Executives consider cybersecurity the technology most important for survive Covid-19. But many of the industries that need to integrate it most are also the most cyber-naïve.
Companies will be vulnerable if their cybersecurity capabilities fail to keep pace with the accelerated digital transformation and increased remote working that coronavirus has necessitated. As evolving cyberattacks threaten significant costs, companies have no choice but to act decisively to reduce risk exposure.
Increased digitisation necessitates improved cybersecurity
Covid-19 has hastened digitisation across all industries. With a large proportion of employees working from home and customer interaction shifting toward online platforms, have taken advantage. Both the UK National Fraud & Cyber Security Centre and the US Cybersecurity and Infrastructure Security Agency reported significant increases in cyberattacks in 2020. GlobalData’s recent Emerging Technology Trends Survey found that 84% of executives expect cybersecurity to aid recovery from the Covid-19 downturn – more than any other technology. 54% of executives reported improved sentiment toward cybersecurity in recent months – a result of needing their existing cybersecurity to successfully fend off attempted attacks.
GlobalData’s Cybersecurity Thematic Report highlights that whilst certain industries understand cybersecurity well (Professional Services, Technology, Insurance – all accustomed to handling sensitive data), others are more cyber-naïve. The sectors with both a poor understanding and an imperative to digitise during Covid-19 (Foodservice, Consumer, Apparel, Retail) are the most vulnerable.

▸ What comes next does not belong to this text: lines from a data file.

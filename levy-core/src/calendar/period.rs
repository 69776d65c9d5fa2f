use std::fmt;

use chrono::{Datelike, Duration, NaiveDate};
use serde::{Deserialize, Serialize};

use super::DateRange;
use super::window::sunday_on_or_before;

/// Number of trailing days used when a custom-days selection is missing or
/// not a positive count.
const CUSTOM_DAYS_FALLBACK: u32 = 7;

/// A human-selected reporting period.
///
/// Every variant resolves against the current UTC date; the resolved range
/// never includes the current (possibly incomplete) day.
#[derive(Debug, Clone, Copy, PartialEq, Eq, Serialize, Deserialize)]
#[serde(rename_all = "camelCase")]
pub enum Period {
    /// Most recent Sunday through yesterday.
    CurrentWeek,
    /// The previous full Sunday–Saturday week.
    LastWeek,
    /// The 14 days ending yesterday.
    #[serde(rename = "last2Weeks")]
    LastTwoWeeks,
    /// The 21 days ending yesterday.
    #[serde(rename = "last3Weeks")]
    LastThreeWeeks,
    /// First day of the current month through yesterday.
    CurrentMonth,
    /// The previous full calendar month.
    LastMonth,
    /// A trailing window of this many days, ending yesterday.
    CustomDays(u32),
}

impl Period {
    /// Parse a caller-facing tag plus optional custom-days count.
    ///
    /// This is deliberately permissive, matching the behavior callers
    /// depend on: an unrecognized tag resolves as [`Period::CurrentWeek`]
    /// and a missing or non-positive `custom_days` as a 7-day trailing
    /// window. Both fallbacks are logged at WARN.
    #[must_use]
    pub fn from_tag(tag: &str, custom_days: Option<u32>) -> Self {
        match tag {
            "currentWeek" => Self::CurrentWeek,
            "lastWeek" => Self::LastWeek,
            "last2Weeks" => Self::LastTwoWeeks,
            "last3Weeks" => Self::LastThreeWeeks,
            "currentMonth" => Self::CurrentMonth,
            "lastMonth" => Self::LastMonth,
            "customDays" => match custom_days {
                Some(n) if n > 0 => Self::CustomDays(n),
                other => {
                    tracing::warn!(
                        custom_days = ?other,
                        "customDays period without a positive day count; using {} days",
                        CUSTOM_DAYS_FALLBACK
                    );
                    Self::CustomDays(CUSTOM_DAYS_FALLBACK)
                }
            },
            other => {
                tracing::warn!(tag = other, "unrecognized period tag; using currentWeek");
                Self::CurrentWeek
            }
        }
    }
}

impl fmt::Display for Period {
    fn fmt(&self, f: &mut fmt::Formatter<'_>) -> fmt::Result {
        match self {
            Self::CurrentWeek => f.write_str("currentWeek"),
            Self::LastWeek => f.write_str("lastWeek"),
            Self::LastTwoWeeks => f.write_str("last2Weeks"),
            Self::LastThreeWeeks => f.write_str("last3Weeks"),
            Self::CurrentMonth => f.write_str("currentMonth"),
            Self::LastMonth => f.write_str("lastMonth"),
            Self::CustomDays(n) => write!(f, "customDays({n})"),
        }
    }
}

fn days_back(date: NaiveDate, days: i64) -> NaiveDate {
    date.checked_sub_signed(Duration::days(days)).unwrap_or(date)
}

/// A trailing window of `days` days ending on `last`.
fn trailing(last: NaiveDate, days: u32) -> DateRange {
    DateRange {
        from: days_back(last, i64::from(days) - 1),
        to: last,
    }
}

/// Resolve a period against `today` (the current UTC date) into a concrete
/// inclusive range.
///
/// Resolution is a pure function of `(period, today)`: two calls within the
/// same UTC day always agree. The range's `to` is yesterday for every
/// variant except [`Period::LastWeek`] and [`Period::LastMonth`], which
/// cover their previous full week/month.
#[must_use]
pub fn resolve(period: &Period, today: NaiveDate) -> DateRange {
    let yesterday = days_back(today, 1);

    match period {
        Period::CurrentWeek => DateRange {
            from: sunday_on_or_before(today),
            to: yesterday,
        },
        Period::LastWeek => {
            let from = days_back(sunday_on_or_before(today), 7);
            DateRange {
                from,
                to: from.checked_add_signed(Duration::days(6)).unwrap_or(from),
            }
        }
        Period::LastTwoWeeks => trailing(yesterday, 14),
        Period::LastThreeWeeks => trailing(yesterday, 21),
        Period::CurrentMonth => DateRange {
            from: today.with_day(1).unwrap_or(today),
            to: yesterday,
        },
        Period::LastMonth => {
            let first_of_month = today.with_day(1).unwrap_or(today);
            let to = days_back(first_of_month, 1);
            DateRange {
                from: to.with_day(1).unwrap_or(to),
                to,
            }
        }
        Period::CustomDays(n) => {
            let days = if *n > 0 {
                *n
            } else {
                tracing::warn!("customDays resolved with zero days; using {CUSTOM_DAYS_FALLBACK}");
                CUSTOM_DAYS_FALLBACK
            };
            trailing(yesterday, days)
        }
    }
}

The need for security should drive spending despite Covid-19’s economic impact. Companies with less advanced security measures should look to use cases from more cyber-sophisticated industries and prepare for the associated expenses.
Ransomware attacks are debilitating and costly
The most successful form of cyberattack is ransomware, a malware that blocks a company’s access to its data or computer system until a ransom is paid. Cybersecurity Ventures estimates global ransomware damage costs will total $20bn in 2021, 57 times more than in 2015.
One recent victim is German software giant Software AG, which suffered a ransomware attack in October 2020. The attackers demanded a $20m ransom. When Software AG refused, the attackers published some of the company’s files and data on the dark web. The FBI insists paying ransoms only emboldens attackers but concedes that the cyber damage facing Software AG may make paying the ransom more appealing to executives.
Working from home presents a security challenge
Cybersecurity technology is changing rapidly to meet today’s cyber threats. Effective cybersecurity now typically uses AI-infused solutions and extensive cyber-expertise. But there is a worldwide skills shortage in cybersecurity with 4.1 million unfilled positions in November 2019 (International Information System Security Certification Consortium). Attracting better skilled cybersecurity staff will be both difficult and expensive.
The Covid-19 pandemic has highlighted how cyber-naïve remote workers need security awareness training in order to thwart attacks. Attackers often consider the interface between the system and the user to be the weakest point in a company’s security. 93% of data breaches in 2020 were caused by employee negligence according to an Egress Insider survey. About a third of the involved employees shared work data with personal systems, usually through attempts to work from home.
Digital transformation must be accompanied by strong security. Cybersecurity is expensive, but digitising companies should recognise that the financial and reputational risks and costs of data breaches are far worse. Ignorance is no excuse for failure.